A sei anni di distanza dal rapimento e assassinio di Giulio Regeni al Cairo, verità e giustizia continuano ad eludere coloro che da anni le chiedono a gran voce. Presentiamo una versione abbreviata della «Giulio Regeni memorial lecture», tenuta da Elisabetta Brighi all’Università di Cambridge il 25 gennaio 2022. L’autrice ringrazia la Cambridge University Italian Society per l’invito e per l’organizzazione.

Murale di Eduardo Castaldo, Piazza Bellini, Napoli. Foto di E. Castaldo, per gentile concessione dell’autore.

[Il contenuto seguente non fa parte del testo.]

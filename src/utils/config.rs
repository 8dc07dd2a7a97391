//! Configuration and constants for the CLI.

use super::error::ConfigError;
use log::debug;
use serde::Deserialize;
use std::path::Path;

/// Current report schema version
pub const SCHEMA_VERSION: &str = "1.0.0";

/// Value of the last histogram column before the overflow column
pub const DEFAULT_MAX_SHOWN: i64 = 20;

/// Arrival gap (microseconds) above which a new aggregation burst starts
pub const DEFAULT_GAP_THRESHOLD_US: f64 = 400.0;

// Capture exports store arrival times in nanoseconds, the time-gap rule works in microseconds
pub const NANOS_PER_MICRO: f64 = 1_000.0;

/// Run name used for output files when none is given
pub const DEFAULT_RUN_NAME: &str = "unknown";

// Field names for JSON capture exports (different exporters use different names)
pub const TIMESTAMP_FIELD_NAMES: &[&str] = &[
    "timesReceivedInNanoseconds",
    "times_received_in_nanoseconds",
    "timestamps_ns",
];
pub const GROUP_FIELD_NAMES: &[&str] = &["ampduReferences", "ampdu_references", "group_ids"];

/// Optional analysis settings loaded from a TOML file.
///
/// Every field is optional; command-line flags win over file values.
///
/// ```toml
/// name = "office-ap"
/// output_dir = "plots"
/// max_shown = 16
/// gap_threshold_us = 400.0
/// ```
#[derive(Debug, Clone, Default, PartialEq, Deserialize)]
#[serde(deny_unknown_fields)]
pub struct AnalysisConfig {
    pub name: Option<String>,
    pub output_dir: Option<String>,
    pub max_shown: Option<i64>,
    /// `true` disables the overflow column
    #[serde(default)]
    pub no_max: bool,
    pub gap_threshold_us: Option<f64>,
}

/// Load analysis settings from a TOML file
///
/// # Errors
/// * `ConfigError::ReadFailed` - If file cannot be read
/// * `ConfigError::InvalidToml` - If TOML is invalid or has unknown keys
pub fn load_config(path: impl AsRef<Path>) -> Result<AnalysisConfig, ConfigError> {
    let path = path.as_ref();
    debug!("Loading analysis config from: {}", path.display());

    let contents = std::fs::read_to_string(path)?;
    let config: AnalysisConfig = toml::from_str(&contents)?;
    Ok(config)
}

A sei anni di distanza dal rapimento e assassinio di Giulio Regeni, lo studente di dottorato italiano dell’Università di Cambridge scomparso durante le sue ricerche sul campo al Cairo, Egitto, il 25 gennaio 2016, e ritrovato torturato e privo di vita nove giorni dopo, verità e giustizia continuano ad eludere coloro che da anni le chiedono a gran voce. Eppure conoscere la verità su questo crimine sarebbe importante ora più che mai. Nel murale che Eduardo Castaldo, detto edie, ha dedicato a Giulio Regeni a Piazza Bellini, Napoli, si legge che la «verità su Giulio è la verità sull’Egitto». A questo occorre aggiungere che dire finalmente la verità sull’assassinio Regeni vorrebbe dire inevitabilmente dire la verità anche su noi europei, sui nostri governi, e sulle loro responsabilità.

L’omicidio di Giulio Regeni ha segnato uno spartiacque, ha scritto recentemente lo storico egiziano Khaled Fahmy.1 Infatti, questo omicidio non è stato solo un attacco inaccettabile e senza precedenti al principio della libertà di ricerca, sempre più minacciata in paesi come l’Egitto, ma questo crimine ha rivelato l’ampiezza e la brutalità della repressione controrivoluzionaria in atto in Egitto, così come il senso di impunità ostentato dal regime del generale Abdel Fattah al-Sisi. Sebbene quattro ufficiali della National Security Agency siano stati ufficialmente accusati2 dell’omicidio Regeni all’interno del relativo processo in corso a Roma, il procedimento è attualmente in uno stato di stallo3 dato il continuo rifiuto da parte dell’Egitto di fornire gli indirizzi degli indagati, dei quali il regime nega qualsiasi responsabilità. L’impunità dell’Egitto, tuttavia, è solo una faccia della medaglia. L’altra ha il volto dei governi europei e delle loro complicità con il regime di al-Sisi.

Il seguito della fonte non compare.